Among the lines below, count those that include "AuthenticationFailed", and state the count alone.

** Opening Material shown block **

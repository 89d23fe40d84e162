//! The client a caller holds for the lifetime of one RCON connection.

use crate::{config::RconConfig, errors::RconError, session::RconSession, transport::Transport};
use bytes::Bytes;
use log::trace;
use std::{fmt, time::Duration};
use tokio::{net::TcpStream, time::timeout};

/// Where a client is in its lifecycle.
#[derive(Debug, Clone, Copy, PartialEq, Eq)]
pub enum SessionState {
    /// Constructed, not connected yet.
    Unopened,
    /// Connected, not authenticated.
    Open,
    /// Logged in; commands may be executed.
    Authenticated,
    /// Closed; no further operations are valid.
    Closed,
}

impl fmt::Display for SessionState {
    fn fmt(&self, f: &mut fmt::Formatter<'_>) -> fmt::Result {
        let name = match self {
            SessionState::Unopened => "unopened",
            SessionState::Open => "open",
            SessionState::Authenticated => "authenticated",
            SessionState::Closed => "closed",
        };
        f.write_str(name)
    }
}

#[derive(Debug)]
enum Connection {
    Unopened,
    Open(RconSession<TcpStream>),
    Closed,
}

/// Struct that stores the connection and other state of the RCON protocol with the server.
///
/// The client goes through `open`, `login`, any number of `execute` calls and
/// finally `close`. It never closes itself: after an error the connection is
/// unreliable and the caller should `close` it.
///
/// # Examples
///
/// ```no_run
/// use mc_rcon::RconClient;
///
/// #[tokio::main]
/// async fn main() -> mc_rcon::Result<()> {
///     let mut client = RconClient::new("localhost", 25575);
///     client.open().await?;
///     client.login("password").await?;
///
///     let output = client.execute("time set day").await?;
///     println!("{}", String::from_utf8_lossy(&output));
///
///     client.close().await
/// }
/// ```
#[allow(clippy::module_name_repetitions)]
#[derive(Debug)]
pub struct RconClient {
    host: String,
    port: u16,
    timeout: Option<Duration>,
    max_frame_len: u32,
    connection: Connection,
}

impl RconClient {
    /// Construct an [`RconClient`] for the given host and port. Nothing is
    /// connected until [`RconClient::open`].
    ///
    /// Clients constructed this way will wait arbitrarily long (maybe forever!) to recieve
    /// a response from the server. To set a timeout, see [`RconClient::with_timeout`] or
    /// [`RconClient::set_timeout`].
    ///
    /// # Arguments
    /// * `host` - A string slice that holds the hostname of the server to connect to.
    /// * `port` - The port to connect to.
    pub fn new(host: &str, port: u16) -> Self {
        Self::from_config(RconConfig {
            host: host.to_string(),
            port,
            ..RconConfig::default()
        })
    }

    /// Construct an [`RconClient`] that waits at most `timeout` for each response.
    ///
    /// Note that timeouts are not precise, and may vary on the order of milliseconds, because
    /// of the way the async event loop works.
    pub fn with_timeout(host: &str, port: u16, timeout: Duration) -> Self {
        let mut client = Self::new(host, port);
        client.set_timeout(Some(timeout));
        client
    }

    /// Construct an [`RconClient`] from an [`RconConfig`].
    pub fn from_config(config: RconConfig) -> Self {
        Self {
            timeout: config.timeout(),
            host: config.host,
            port: config.port,
            max_frame_len: config.max_frame_len,
            connection: Connection::Unopened,
        }
    }

    /// Change the timeout for future requests.
    ///
    /// # Arguments
    /// * `timeout` - an option specifying the duration to wait for a response.
    ///               if none, the client may wait forever.
    pub fn set_timeout(&mut self, timeout: Option<Duration>) {
        self.timeout = timeout;
    }

    /// The current lifecycle state.
    pub fn state(&self) -> SessionState {
        match &self.connection {
            Connection::Unopened => SessionState::Unopened,
            Connection::Open(session) if session.is_authenticated() => {
                SessionState::Authenticated
            }
            Connection::Open(_) => SessionState::Open,
            Connection::Closed => SessionState::Closed,
        }
    }

    /// Connect to the server.
    ///
    /// # Errors
    /// Returns [`RconError::Connection`] if the connection could not be made,
    /// and [`RconError::InvalidState`] if the client was already opened.
    pub async fn open(&mut self) -> Result<(), RconError> {
        if !matches!(self.connection, Connection::Unopened) {
            return Err(self.invalid_state("open"));
        }

        let transport = Transport::connect(&self.host, self.port).await?;
        let session = RconSession::from_transport(transport).with_max_frame_len(self.max_frame_len);
        self.connection = Connection::Open(session);
        trace!("client state: {}", self.state());

        Ok(())
    }

    /// Authenticate with the server, with the given password.
    ///
    /// If authentication fails, this method will return [`RconError::AuthenticationFailed`]
    /// and the client stays unauthenticated.
    ///
    /// # Arguments
    /// * `password` - A string slice that holds the RCON password.
    ///
    /// # Errors
    /// Returns an appropriate [`RconError`] if the authentication failed or the
    /// client is not open.
    /// Also returns an error if a timeout is set, and the response is not recieved in that timeframe.
    pub async fn login(&mut self, password: &str) -> Result<(), RconError> {
        let to = self.timeout;
        let fut = self.session("login")?.login(password);

        match to {
            None => fut.await?,
            Some(d) => timeout(d, fut).await??,
        }

        trace!("client state: {}", self.state());
        Ok(())
    }

    /// Run the given command on the server and return its raw output.
    ///
    /// The output may be empty, and may contain formatting codes; see
    /// [`strip_formatting`](crate::strip_formatting).
    ///
    /// # Arguments
    /// * `command` - A string slice that holds the command to run. At most 4095 bytes once UTF-8 encoded.
    ///
    /// # Errors
    /// Returns an error if there was a network issue or an [`RconError`] for other failures.
    /// Also returns an error if a timeout was set and a response was not recieved in that timeframe.
    pub async fn execute(&mut self, command: &str) -> Result<Bytes, RconError> {
        let to = self.timeout;
        let fut = self.session("execute")?.execute(command);

        match to {
            None => fut.await,
            Some(d) => timeout(d, fut).await?,
        }
    }

    /// Disconnect from the server and close the RCON connection.
    ///
    /// # Errors
    /// Returns `Err` if there was an issue closing the connection, or if the
    /// client was already closed.
    pub async fn close(&mut self) -> Result<(), RconError> {
        match std::mem::replace(&mut self.connection, Connection::Closed) {
            Connection::Open(session) => session.close().await?,
            Connection::Unopened => {}
            Connection::Closed => return Err(self.invalid_state("close")),
        }

        trace!("client state: {}", self.state());
        Ok(())
    }

    fn session(
        &mut self,
        operation: &'static str,
    ) -> Result<&mut RconSession<TcpStream>, RconError> {
        let state = self.state();

        match &mut self.connection {
            Connection::Open(session) => Ok(session),
            _ => Err(RconError::InvalidState { operation, state }),
        }
    }

    fn invalid_state(&self, operation: &'static str) -> RconError {
        RconError::InvalidState {
            operation,
            state: self.state(),
        }
    }
}

/// Connect, log in, run a single command and disconnect.
///
/// The connection is closed even when logging in or running the command fails.
///
/// # Arguments
/// * `host` - A string slice that holds the hostname of the server to connect to.
/// * `port` - The port to connect to on that server.
/// * `password` - The RCON password.
/// * `command` - The command to run.
///
/// # Errors
/// Returns the first error that happened along the way.
pub async fn run_command(
    host: &str,
    port: u16,
    password: &str,
    command: &str,
) -> Result<Bytes, RconError> {
    let mut client = RconClient::new(host, port);
    client.open().await?;

    let result = login_and_execute(&mut client, password, command).await;
    let closed = client.close().await;

    let output = result?;
    closed?;

    Ok(output)
}

async fn login_and_execute(
    client: &mut RconClient,
    password: &str,
    command: &str,
) -> Result<Bytes, RconError> {
    client.login(password).await?;
    client.execute(command).await
}

create_timeout!(run_command(host: &str, port: u16, password: &str, command: &str) -> Bytes);

#[cfg(test)]
mod tests {
    use super::{run_command, run_command_with_timeout, RconClient, SessionState};
    use crate::{config::RconConfig, errors::RconError};
    use bytes::{BufMut, BytesMut};
    use std::time::Duration;
    use tokio::{
        io::{self, AsyncReadExt, AsyncWriteExt},
        net::{TcpListener, TcpStream},
        task::JoinHandle,
    };

    fn server_frame(request_id: i32, text: &[u8]) -> Vec<u8> {
        let mut bytes = BytesMut::new();
        bytes.put_u32_le((text.len() + 10) as u32);
        bytes.put_i32_le(request_id);
        bytes.put_i32_le(0);
        bytes.put(text);
        bytes.put_u16(0x00_00);
        bytes.to_vec()
    }

    /// Read one request and return its request id and text.
    async fn read_request(socket: &mut TcpStream) -> io::Result<(i32, String)> {
        let len = socket.read_u32_le().await?;
        let request_id = socket.read_i32_le().await?;
        let _packet_type = socket.read_i32_le().await?;

        let mut text = vec![0; len as usize - 8];
        socket.read_exact(&mut text).await?;
        text.truncate(text.len() - 2);

        Ok((request_id, String::from_utf8_lossy(&text).into_owned()))
    }

    /// A server that accepts "secret" and answers every command with
    /// "ran <command>".
    async fn fake_server() -> io::Result<(u16, JoinHandle<io::Result<()>>)> {
        let listener = TcpListener::bind("127.0.0.1:0").await?;
        let port = listener.local_addr()?.port();

        let handle: JoinHandle<io::Result<()>> = tokio::spawn(async move {
            let (mut socket, _) = listener.accept().await?;

            let (request_id, password) = read_request(&mut socket).await?;
            let echoed = if password == "secret" { request_id } else { -1 };
            socket.write_all(&server_frame(echoed, b"")).await?;

            loop {
                let (request_id, command) = match read_request(&mut socket).await {
                    Ok(request) => request,
                    Err(err) if err.kind() == io::ErrorKind::UnexpectedEof => return Ok(()),
                    Err(err) => return Err(err),
                };

                if command == "sleep" {
                    continue;
                }

                let output = format!("ran {command}");
                socket
                    .write_all(&server_frame(request_id, output.as_bytes()))
                    .await?;
            }
        });

        Ok((port, handle))
    }

    #[tokio::test]
    async fn test_rcon_command() -> io::Result<()> {
        let (port, server) = fake_server().await?;

        let mut client = RconClient::new("127.0.0.1", port);
        assert_eq!(client.state(), SessionState::Unopened);

        client.open().await?;
        assert_eq!(client.state(), SessionState::Open);

        client.login("secret").await?;
        assert_eq!(client.state(), SessionState::Authenticated);

        assert_eq!(&client.execute("list").await?[..], b"ran list");
        assert_eq!(&client.execute("help").await?[..], b"ran help");

        client.close().await?;
        assert_eq!(client.state(), SessionState::Closed);

        server.await??;
        Ok(())
    }

    #[tokio::test]
    async fn test_rcon_unauthenticated() -> io::Result<()> {
        let (port, _server) = fake_server().await?;

        let mut client = RconClient::new("127.0.0.1", port);
        client.open().await?;
        let result = client.execute("time set day").await;

        assert!(matches!(
            result,
            Err(RconError::InvalidState {
                operation: "execute",
                state: SessionState::Open
            })
        ));

        client.close().await?;
        Ok(())
    }

    #[tokio::test]
    async fn test_rcon_incorrect_password() -> io::Result<()> {
        let (port, _server) = fake_server().await?;

        let mut client = RconClient::new("127.0.0.1", port);
        client.open().await?;
        let result = client.login("incorrect").await;

        assert!(matches!(
            result,
            Err(RconError::AuthenticationFailed { received: -1, .. })
        ));
        assert_eq!(client.state(), SessionState::Open);

        client.close().await?;
        Ok(())
    }

    #[tokio::test]
    async fn test_operations_outside_lifecycle() -> io::Result<()> {
        let mut client = RconClient::new("127.0.0.1", 1);

        assert!(matches!(
            client.login("secret").await,
            Err(RconError::InvalidState {
                state: SessionState::Unopened,
                ..
            })
        ));

        client.close().await?;
        assert!(matches!(
            client.open().await,
            Err(RconError::InvalidState {
                state: SessionState::Closed,
                ..
            })
        ));
        assert!(client.close().await.is_err());

        Ok(())
    }

    #[tokio::test]
    async fn test_connection_refused() -> io::Result<()> {
        let port = TcpListener::bind("127.0.0.1:0").await?.local_addr()?.port();

        let mut client = RconClient::new("127.0.0.1", port);
        assert!(matches!(
            client.open().await,
            Err(RconError::Connection(_))
        ));
        assert_eq!(client.state(), SessionState::Unopened);

        Ok(())
    }

    #[tokio::test]
    async fn test_timeout() -> io::Result<()> {
        let (port, _server) = fake_server().await?;

        let mut client = RconClient::from_config(RconConfig {
            host: "127.0.0.1".to_string(),
            port,
            ..RconConfig::default()
        });
        client.set_timeout(Some(Duration::from_millis(100)));
        client.open().await?;
        client.login("secret").await?;

        assert!(matches!(
            client.execute("sleep").await,
            Err(RconError::Timeout(_))
        ));

        client.close().await?;
        Ok(())
    }

    #[tokio::test]
    async fn test_run_command() -> io::Result<()> {
        let (port, server) = fake_server().await?;

        let output = run_command("127.0.0.1", port, "secret", "say hi").await?;
        assert_eq!(&output[..], b"ran say hi");

        server.await??;
        Ok(())
    }

    #[tokio::test]
    async fn test_run_command_closes_after_failed_login() -> io::Result<()> {
        let (port, server) = fake_server().await?;

        let result = run_command_with_timeout(
            "127.0.0.1",
            port,
            "incorrect",
            "say hi",
            Duration::from_secs(5),
        )
        .await;
        assert!(matches!(
            result,
            Err(RconError::AuthenticationFailed { .. })
        ));

        // the fake server only returns once the client hung up
        server.await??;
        Ok(())
    }
}
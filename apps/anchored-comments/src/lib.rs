//! Anchored comments
//!
//! Highlights user comments on rendered documents. Comments are anchored to
//! character-offset ranges of a document's plain text, while the document is
//! rendered as a tree of nodes. This crate provides:
//!
//! - a range-overlap annotator that re-derives text offsets while walking
//!   the tree and splits text leaves into highlighted segments
//! - a session-scoped store for the selection being made, the active
//!   comment and the comment list
//! - HTML output of annotated trees
//!
//! Markup conversion, comment persistence and comment-box layout belong to
//! the host application.

pub mod annotations;
pub mod annotator;
pub mod config;
pub mod error;
pub mod html;
pub mod node;
pub mod range;
pub mod selection;

// Re-export common types
pub use annotations::{
    collect_ranges, Anchored, Comment, PositionedSelectionRange, SelectionRange, NEW_COMMENT_ID,
};
pub use annotator::{annotate, Annotator};
pub use config::HighlightConfig;
pub use error::{Error, Result};
pub use html::{lower_highlights, render_html};
pub use node::{Element, Node, Segment};
pub use range::{OffsetUnit, Range};
pub use selection::{CommentPosition, SelectionState, SelectionStore, SubscriptionId};
//! Selection state types

use std::collections::BTreeMap;

use serde::{Deserialize, Serialize};

use crate::annotations::{Comment, PositionedSelectionRange};

/// Screen position of a comment, recorded for the positioning layer
#[derive(Debug, Clone, Copy, PartialEq, Serialize, Deserialize)]
#[serde(rename_all = "camelCase")]
pub struct CommentPosition {
    /// Distance from the top of the commentable section, in pixels
    pub top: f64,
    /// Measured height of the comment box, once known
    #[serde(default, skip_serializing_if = "Option::is_none")]
    pub height: Option<f64>,
}

impl CommentPosition {
    pub fn new(top: f64) -> Self {
        Self { top, height: None }
    }

    pub fn with_height(mut self, height: f64) -> Self {
        self.height = Some(height);
        self
    }
}

/// Snapshot of everything the store owns except the container registry
#[derive(Debug, Clone, Default, PartialEq, Serialize, Deserialize)]
#[serde(rename_all = "camelCase")]
pub struct SelectionState {
    /// Live selection under the pointer, used to place the comment button;
    /// never highlighted
    pub positioned_selection: Option<PositionedSelectionRange>,
    /// Selection being made, not yet a comment
    pub in_progress_selection: Option<PositionedSelectionRange>,
    /// Whether the new-comment box is open
    pub show_new_comment_box: bool,
    /// The one annotation drawn with the active color
    pub active_annotation_id: Option<String>,
    /// Mirror of the externally owned annotation list
    pub annotations: Vec<Comment>,
    /// Screen positions by comment id
    pub positions: BTreeMap<String, CommentPosition>,
    /// Vertical offset of the commentable section, in pixels
    pub commentable_section_offset_y: f64,
    /// Vertical offset of the comments column, in pixels
    pub comments_section_offset_y: f64,
}
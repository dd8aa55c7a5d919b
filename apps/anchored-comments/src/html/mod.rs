//! HTML output
//!
//! Hands annotated trees to renderers that only understand elements: styled
//! units become `span` elements carrying a background color and the
//! annotation identifiers, and whole trees can be serialized to HTML.

mod render;

pub use render::{highlight_span, is_valid_name, lower_highlights, render_html, VOID_ELEMENTS};
//! Annotation types
//!
//! Field names follow the camelCase JSON used by browser-side comment stores,
//! so comment lists can be handed over without remapping.

use serde::{Deserialize, Serialize};
use serde_json::{Map, Value};

use crate::range::Range;

/// Identifier of the transient range for a selection that is not a comment yet
pub const NEW_COMMENT_ID: &str = "new-comment";

/// Character-offset anchor of an annotation
#[derive(Debug, Clone, Copy, PartialEq, Eq, Hash, Serialize, Deserialize)]
#[serde(rename_all = "camelCase")]
pub struct SelectionRange {
    /// First offset of the anchored text
    pub start_offset: usize,
    /// Offset one past the anchored text
    pub end_offset: usize,
}

impl SelectionRange {
    pub fn new(start_offset: usize, end_offset: usize) -> Self {
        Self {
            start_offset,
            end_offset,
        }
    }

    pub fn is_empty(&self) -> bool {
        self.start_offset >= self.end_offset
    }

    /// Tag this anchor with an identifier
    pub fn to_range(&self, id: impl Into<String>) -> Range {
        Range::new(id, self.start_offset, self.end_offset)
    }
}

/// A selection being made inside one container
#[derive(Debug, Clone, PartialEq, Eq, Serialize, Deserialize)]
#[serde(rename_all = "camelCase")]
pub struct PositionedSelectionRange {
    /// The container the selection was started in
    pub container_id: String,
    #[serde(flatten)]
    pub range: SelectionRange,
}

impl PositionedSelectionRange {
    pub fn new(container_id: impl Into<String>, range: SelectionRange) -> Self {
        Self {
            container_id: container_id.into(),
            range,
        }
    }
}

/// A comment anchored to a range of one container's text
#[derive(Debug, Clone, PartialEq, Serialize, Deserialize)]
#[serde(rename_all = "camelCase")]
pub struct Comment {
    /// Unique identifier
    pub id: String,
    /// Container the anchor offsets refer to; `None` applies to every container
    #[serde(skip_serializing_if = "Option::is_none")]
    pub container_id: Option<String>,
    /// The anchored offsets
    pub selection_range: SelectionRange,
    /// Remaining fields (author, body, timestamps, ...), never interpreted
    #[serde(flatten)]
    pub payload: Map<String, Value>,
}

impl Comment {
    /// Create a comment without a container or payload
    pub fn new(id: impl Into<String>, start_offset: usize, end_offset: usize) -> Self {
        Self {
            id: id.into(),
            container_id: None,
            selection_range: SelectionRange::new(start_offset, end_offset),
            payload: Map::new(),
        }
    }

    /// Set the container
    pub fn in_container(mut self, container_id: impl Into<String>) -> Self {
        self.container_id = Some(container_id.into());
        self
    }

    /// Attach a payload field
    pub fn with_field(mut self, key: impl Into<String>, value: impl Into<Value>) -> Self {
        self.payload.insert(key.into(), value.into());
        self
    }
}

/// Anything anchored to a range of a container's text
pub trait Anchored {
    /// Identifier carried by the highlight of this anchor
    fn anchor_id(&self) -> &str;

    /// The anchored offsets
    fn selection_range(&self) -> SelectionRange;

    /// Container the offsets refer to; `None` applies to every container
    fn container_id(&self) -> Option<&str> {
        None
    }
}

impl Anchored for Comment {
    fn anchor_id(&self) -> &str {
        &self.id
    }

    fn selection_range(&self) -> SelectionRange {
        self.selection_range
    }

    fn container_id(&self) -> Option<&str> {
        self.container_id.as_deref()
    }
}

impl Anchored for Range {
    fn anchor_id(&self) -> &str {
        &self.id
    }

    fn selection_range(&self) -> SelectionRange {
        SelectionRange::new(self.start, self.end)
    }
}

** Closing Material shown block **

> [Answer to this problem]:
3